About 400 servers running virtualization software Docker were found to be vulnerable to outside exploitation. Most of them were seemingly running Monero (XMR) mining software, cybersecurity company Imperva reports on March 4.
A misconfiguration of the vulnerable Docker hosts permits public access to the Docker API, which should only be locally accessible. This misconfiguration, combined with a newly discovered vulnerability, allows attackers to obtain administrator rights on the server and install software of their choice.
Since a hacker could install any software this way, the vulnerability doesn't only permit cryptojacking, but also the installation of any other malware or use of the hosts to carry out any kind of attacks. Researchers at Imperva claim to have found 3,822 misconfigured hosts (with the API exposed), of which about 400 were actually accessible. The report notes:
“We found that most of the [400] exposed Docker remote API IPs are running a cryptocurrency miner for a currency called Monero.”

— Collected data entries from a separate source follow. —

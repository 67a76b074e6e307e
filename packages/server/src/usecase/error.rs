//! UseCase 層のエラー定義
//!
//! 認証・アクセス系の失敗は要求元の接続にだけ同期的に返す。
//! ストア障害は汎用の失敗としてログとともに返し、プロセスは落とさない。
//! どのエラーも在室状態を部分更新のまま残さない。

use crate::domain::DirectoryError;

/// join-room の失敗
#[derive(Debug, Clone, PartialEq, Eq, thiserror::Error)]
pub enum JoinRoomError {
    #[error("you do not have access to this room")]
    AccessDenied,
    #[error("room not found")]
    RoomNotFound,
    #[error("connection has no authenticated session")]
    UnknownSession,
    #[error("storage failure: {0}")]
    Storage(DirectoryError),
}

impl JoinRoomError {
    pub fn reason(&self) -> &'static str {
        match self {
            Self::AccessDenied => "access-denied",
            Self::RoomNotFound => "room-not-found",
            Self::UnknownSession => "unknown-session",
            Self::Storage(_) => "storage-error",
        }
    }
}

/// create-room の失敗
#[derive(Debug, Clone, PartialEq, Eq, thiserror::Error)]
pub enum CreateRoomError {
    #[error("room name must not be empty")]
    InvalidName,
    #[error("connection has no authenticated session")]
    UnknownSession,
    #[error("storage failure: {0}")]
    Storage(DirectoryError),
}

impl CreateRoomError {
    pub fn reason(&self) -> &'static str {
        match self {
            Self::InvalidName => "invalid-name",
            Self::UnknownSession => "unknown-session",
            Self::Storage(_) => "storage-error",
        }
    }
}

/// join-by-code の失敗
#[derive(Debug, Clone, PartialEq, Eq, thiserror::Error)]
pub enum JoinByCodeError {
    #[error("invalid invite code")]
    InvalidInviteCode,
    #[error("connection has no authenticated session")]
    UnknownSession,
    #[error("storage failure: {0}")]
    Storage(DirectoryError),
}

impl JoinByCodeError {
    pub fn reason(&self) -> &'static str {
        match self {
            Self::InvalidInviteCode => "invalid-invite-code",
            Self::UnknownSession => "unknown-session",
            Self::Storage(_) => "storage-error",
        }
    }
}

/// list-my-rooms の失敗
#[derive(Debug, Clone, PartialEq, Eq, thiserror::Error)]
pub enum ListRoomsError {
    #[error("connection has no authenticated session")]
    UnknownSession,
    #[error("storage failure: {0}")]
    Storage(DirectoryError),
}

impl ListRoomsError {
    pub fn reason(&self) -> &'static str {
        match self {
            Self::UnknownSession => "unknown-session",
            Self::Storage(_) => "storage-error",
        }
    }
}

/// send-message の失敗
///
/// 空本文はエラーではなく黙殺される（`SendOutcome::Ignored`）。
#[derive(Debug, Clone, PartialEq, Eq, thiserror::Error)]
pub enum SendMessageError {
    #[error("connection has no authenticated session")]
    UnknownSession,
    #[error("storage failure: {0}")]
    Storage(DirectoryError),
}

impl SendMessageError {
    pub fn reason(&self) -> &'static str {
        match self {
            Self::UnknownSession => "unknown-session",
            Self::Storage(_) => "storage-error",
        }
    }
}
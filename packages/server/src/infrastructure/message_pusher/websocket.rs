//! WebSocket を使った MessagePusher 実装
//!
//! ## 責務
//!
//! - 接続ごとの `UnboundedSender` を管理
//! - 接続へのメッセージ送信（push_to, broadcast）
//!
//! ## 設計ノート
//!
//! WebSocket の生成は UI 層（`src/ui/handler/websocket.rs`）で行われます。
//! この実装は生成された `UnboundedSender` を受け取り、メッセージ送信に
//! 使用します。これにより「WebSocket の生成」と「メッセージの送信」が
//! 分離されます：
//! - UI 層: WebSocket 接続の受付、sender の生成
//! - Infrastructure 層: sender の管理、メッセージ送信

use std::collections::HashMap;

use async_trait::async_trait;
use tokio::sync::Mutex;

use crate::domain::{ConnectionId, MessagePushError, MessagePusher, PusherChannel};

/// WebSocket を使った MessagePusher 実装
///
/// Key: connection_id / Value: その接続の送信チャンネル
pub struct WebSocketMessagePusher {
    connections: Mutex<HashMap<ConnectionId, PusherChannel>>,
}

impl WebSocketMessagePusher {
    pub fn new() -> Self {
        Self {
            connections: Mutex::new(HashMap::new()),
        }
    }
}

impl Default for WebSocketMessagePusher {
    fn default() -> Self {
        Self::new()
    }
}

#[async_trait]
impl MessagePusher for WebSocketMessagePusher {
    async fn register_connection(&self, connection_id: ConnectionId, sender: PusherChannel) {
        let mut connections = self.connections.lock().await;
        tracing::debug!(
            "Connection '{}' registered to MessagePusher",
            connection_id.as_str()
        );
        connections.insert(connection_id, sender);
    }

    async fn unregister_connection(&self, connection_id: &ConnectionId) {
        let mut connections = self.connections.lock().await;
        connections.remove(connection_id);
        tracing::debug!(
            "Connection '{}' unregistered from MessagePusher",
            connection_id.as_str()
        );
    }

    async fn push_to(
        &self,
        connection_id: &ConnectionId,
        content: &str,
    ) -> Result<(), MessagePushError> {
        let connections = self.connections.lock().await;

        if let Some(sender) = connections.get(connection_id) {
            sender
                .send(content.to_string())
                .map_err(|e| MessagePushError::PushFailed(e.to_string()))?;
            tracing::debug!("Pushed message to connection '{}'", connection_id.as_str());
            Ok(())
        } else {
            Err(MessagePushError::ConnectionNotFound(
                connection_id.as_str().to_string(),
            ))
        }
    }

    async fn broadcast(
        &self,
        targets: Vec<ConnectionId>,
        content: &str,
    ) -> Result<(), MessagePushError> {
        let connections = self.connections.lock().await;

        for target in targets {
            if let Some(sender) = connections.get(&target) {
                // ブロードキャストでは一部の送信失敗を許容
                if let Err(e) = sender.send(content.to_string()) {
                    tracing::warn!(
                        "Failed to push message to connection '{}': {}",
                        target.as_str(),
                        e
                    );
                }
            } else {
                tracing::warn!(
                    "Connection '{}' not found during broadcast, skipping",
                    target.as_str()
                );
            }
        }

        Ok(())
    }
}
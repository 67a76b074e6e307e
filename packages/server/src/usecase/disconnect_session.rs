//! UseCase: セッション切断処理
//!
//! 明示的な disconnecting イベントとトランスポートの close の両方から
//! 呼ばれるため、冪等であることが要件。2 回目の呼び出しは状態を
//! 変えず、ブロードキャストの対象も返さない。

use std::sync::Arc;

use tokio::sync::Mutex;

use crate::domain::{ConnectionId, DisconnectEffect, MessagePusher, RoomRegistry};

/// セッション切断のユースケース
pub struct DisconnectSessionUseCase {
    /// 在室状態の唯一の所有者
    registry: Arc<Mutex<RoomRegistry>>,
    /// MessagePusher（メッセージ通知の抽象化）
    message_pusher: Arc<dyn MessagePusher>,
}

impl DisconnectSessionUseCase {
    /// 新しい DisconnectSessionUseCase を作成
    pub fn new(registry: Arc<Mutex<RoomRegistry>>, message_pusher: Arc<dyn MessagePusher>) -> Self {
        Self {
            registry,
            message_pusher,
        }
    }

    /// セッション切断を実行（冪等）
    ///
    /// # Returns
    ///
    /// 影響を受けたルームごとの適用後ロスターと typing-stop の要否。
    /// 既に切断済みなら空。
    pub async fn execute(&self, connection_id: &ConnectionId) -> DisconnectEffect {
        let effect = {
            let mut registry = self.registry.lock().await;
            registry.disconnect(connection_id)
        };
        self.message_pusher
            .unregister_connection(connection_id)
            .await;
        effect
    }

    /// 後始末のイベントを残りのメンバーにブロードキャスト
    pub async fn broadcast_room_update(
        &self,
        targets: Vec<ConnectionId>,
        message: &str,
    ) -> Result<(), String> {
        self.message_pusher
            .broadcast(targets, message)
            .await
            .map_err(|e| e.to_string())
    }
}
// src/lib.rs — Library root for citemeter

pub mod cli;
pub mod engine;
pub mod eval;
pub mod infra;
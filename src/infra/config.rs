// src/infra/config.rs — API credential loading
//
// Credentials are resolved once at process start (env vars, with an optional
// .env file loaded first) and passed into the resolver by value. The core
// never reads the environment itself, which keeps it testable.

#[derive(Debug, Clone, Default)]
pub struct Credentials {
    pub openai_api_key: Option<String>,
    pub google_api_key: Option<String>,
}

impl Credentials {
    /// Load credentials from the process environment, after loading a `.env`
    /// file from the current directory tree if one exists.
    pub fn from_env() -> Self {
        // dotenv never overrides variables already set in the environment.
        let _ = dotenv::dotenv();
        Self {
            openai_api_key: std::env::var("OPENAI_API_KEY").ok(),
            google_api_key: std::env::var("GOOGLE_API_KEY").ok(),
        }
    }
}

Lastly, the data on the server is also accessible to the hacker, including the database and some unencrypted credentials, including passwords, Imperva notes.
As Cointelegraph reported in mid-February, United States-based software corporation Microsoft has removed eight Windows 10 applications from its official app store after cybersecurity firm Symantec identified the presence of surreptitious Monero mining code.
Also in February, Cointelegraph wrote that cryptocurrency mining malware continues to target major corporations, hijacking victims to mine altcoin Monero.
While cryptojaking is seemingly widely used as a way to earn money among cybercriminals, legitimate cryptocurrency mining service Coinhive, which specifically mines Monero, has shut down at the end of February, as the project has reportedly become economically inviable.